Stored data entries

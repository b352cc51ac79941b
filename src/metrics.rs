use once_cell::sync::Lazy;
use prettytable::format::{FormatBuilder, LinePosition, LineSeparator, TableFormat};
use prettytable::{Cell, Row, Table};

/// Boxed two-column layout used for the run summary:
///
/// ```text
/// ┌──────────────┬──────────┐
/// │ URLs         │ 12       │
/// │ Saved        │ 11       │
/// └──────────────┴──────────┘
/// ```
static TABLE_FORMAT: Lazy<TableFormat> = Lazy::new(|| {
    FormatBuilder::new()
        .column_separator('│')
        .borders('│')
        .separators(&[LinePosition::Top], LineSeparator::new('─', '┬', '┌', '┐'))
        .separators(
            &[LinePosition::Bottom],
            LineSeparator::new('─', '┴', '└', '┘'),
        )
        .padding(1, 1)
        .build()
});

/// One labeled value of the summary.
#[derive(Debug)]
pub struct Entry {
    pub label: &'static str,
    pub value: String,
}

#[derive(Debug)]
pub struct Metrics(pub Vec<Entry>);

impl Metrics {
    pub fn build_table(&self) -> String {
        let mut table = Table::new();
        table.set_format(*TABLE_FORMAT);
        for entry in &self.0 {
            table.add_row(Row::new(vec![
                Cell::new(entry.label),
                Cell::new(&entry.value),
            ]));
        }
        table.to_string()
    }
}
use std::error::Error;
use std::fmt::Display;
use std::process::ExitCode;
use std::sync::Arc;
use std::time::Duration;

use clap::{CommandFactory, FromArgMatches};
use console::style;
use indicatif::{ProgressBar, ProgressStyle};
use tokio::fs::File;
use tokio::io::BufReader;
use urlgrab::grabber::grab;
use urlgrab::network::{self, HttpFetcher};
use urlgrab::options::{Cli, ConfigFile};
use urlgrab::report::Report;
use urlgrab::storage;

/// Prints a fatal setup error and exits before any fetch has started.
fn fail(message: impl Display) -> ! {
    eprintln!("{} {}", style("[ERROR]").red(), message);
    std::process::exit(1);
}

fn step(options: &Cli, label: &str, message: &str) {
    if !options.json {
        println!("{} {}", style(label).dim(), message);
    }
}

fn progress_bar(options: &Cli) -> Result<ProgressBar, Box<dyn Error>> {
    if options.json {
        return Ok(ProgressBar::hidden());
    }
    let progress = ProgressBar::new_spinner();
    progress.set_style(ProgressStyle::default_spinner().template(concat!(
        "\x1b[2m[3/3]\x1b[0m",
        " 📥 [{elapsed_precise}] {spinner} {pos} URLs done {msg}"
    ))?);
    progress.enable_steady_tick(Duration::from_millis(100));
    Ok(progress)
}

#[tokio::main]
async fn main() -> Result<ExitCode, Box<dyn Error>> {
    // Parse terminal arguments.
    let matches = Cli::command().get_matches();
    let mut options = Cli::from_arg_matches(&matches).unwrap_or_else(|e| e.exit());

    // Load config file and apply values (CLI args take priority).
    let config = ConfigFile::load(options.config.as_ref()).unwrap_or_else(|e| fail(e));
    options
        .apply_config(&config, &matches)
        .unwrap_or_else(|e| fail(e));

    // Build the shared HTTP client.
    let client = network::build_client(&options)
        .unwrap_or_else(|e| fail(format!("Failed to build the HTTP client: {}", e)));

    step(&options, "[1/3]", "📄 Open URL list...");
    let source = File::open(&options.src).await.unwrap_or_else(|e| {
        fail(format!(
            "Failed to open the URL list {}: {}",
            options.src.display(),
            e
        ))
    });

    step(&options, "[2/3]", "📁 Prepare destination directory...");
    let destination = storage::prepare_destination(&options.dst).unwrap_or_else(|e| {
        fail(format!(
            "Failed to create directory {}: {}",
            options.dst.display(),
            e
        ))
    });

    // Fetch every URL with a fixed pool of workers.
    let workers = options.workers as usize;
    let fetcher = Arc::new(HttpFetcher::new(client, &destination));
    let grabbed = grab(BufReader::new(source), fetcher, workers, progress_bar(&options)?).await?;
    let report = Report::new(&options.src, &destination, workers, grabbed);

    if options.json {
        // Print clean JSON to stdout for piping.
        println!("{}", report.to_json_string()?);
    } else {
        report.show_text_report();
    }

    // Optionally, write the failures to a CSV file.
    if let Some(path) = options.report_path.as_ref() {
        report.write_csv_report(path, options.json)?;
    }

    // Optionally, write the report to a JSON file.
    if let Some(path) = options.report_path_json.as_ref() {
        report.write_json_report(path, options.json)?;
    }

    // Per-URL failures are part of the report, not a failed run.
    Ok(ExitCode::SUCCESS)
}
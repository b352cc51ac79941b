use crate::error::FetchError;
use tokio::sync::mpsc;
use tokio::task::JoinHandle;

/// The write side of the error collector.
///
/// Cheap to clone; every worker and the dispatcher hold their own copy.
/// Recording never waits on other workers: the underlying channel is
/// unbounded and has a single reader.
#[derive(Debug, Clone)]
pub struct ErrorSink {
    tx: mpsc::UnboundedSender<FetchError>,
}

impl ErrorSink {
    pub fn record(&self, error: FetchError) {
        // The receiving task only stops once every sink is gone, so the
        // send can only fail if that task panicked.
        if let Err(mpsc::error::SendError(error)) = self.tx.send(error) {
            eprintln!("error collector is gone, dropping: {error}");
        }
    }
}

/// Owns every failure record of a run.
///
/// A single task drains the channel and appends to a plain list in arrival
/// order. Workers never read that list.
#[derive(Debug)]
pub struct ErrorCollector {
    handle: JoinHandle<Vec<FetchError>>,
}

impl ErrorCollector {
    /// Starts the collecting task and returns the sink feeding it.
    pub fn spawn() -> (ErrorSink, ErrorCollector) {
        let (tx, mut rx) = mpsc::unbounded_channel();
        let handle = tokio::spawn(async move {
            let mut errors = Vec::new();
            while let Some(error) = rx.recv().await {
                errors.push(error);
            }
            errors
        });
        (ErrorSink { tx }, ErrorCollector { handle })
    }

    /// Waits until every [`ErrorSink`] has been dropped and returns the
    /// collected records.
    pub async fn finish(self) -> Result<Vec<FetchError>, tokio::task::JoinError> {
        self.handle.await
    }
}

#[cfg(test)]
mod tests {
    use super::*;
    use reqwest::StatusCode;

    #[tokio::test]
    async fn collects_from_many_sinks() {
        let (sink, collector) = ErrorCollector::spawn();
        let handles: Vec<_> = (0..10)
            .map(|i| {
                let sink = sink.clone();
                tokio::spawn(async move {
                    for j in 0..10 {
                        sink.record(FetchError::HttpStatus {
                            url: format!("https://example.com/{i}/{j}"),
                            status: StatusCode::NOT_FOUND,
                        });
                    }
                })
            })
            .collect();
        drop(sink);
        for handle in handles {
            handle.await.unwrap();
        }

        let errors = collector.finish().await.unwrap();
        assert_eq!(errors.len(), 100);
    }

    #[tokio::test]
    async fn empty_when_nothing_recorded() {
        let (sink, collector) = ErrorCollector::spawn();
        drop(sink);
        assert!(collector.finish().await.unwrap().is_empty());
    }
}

* YOUR INSTRUCTIONS
What lines above hold the word "that"? Pull each one out.

* ANSWER FOR THIS EXERCISE
        // send can only fail if that task panicked.
/// order. Workers never read that list.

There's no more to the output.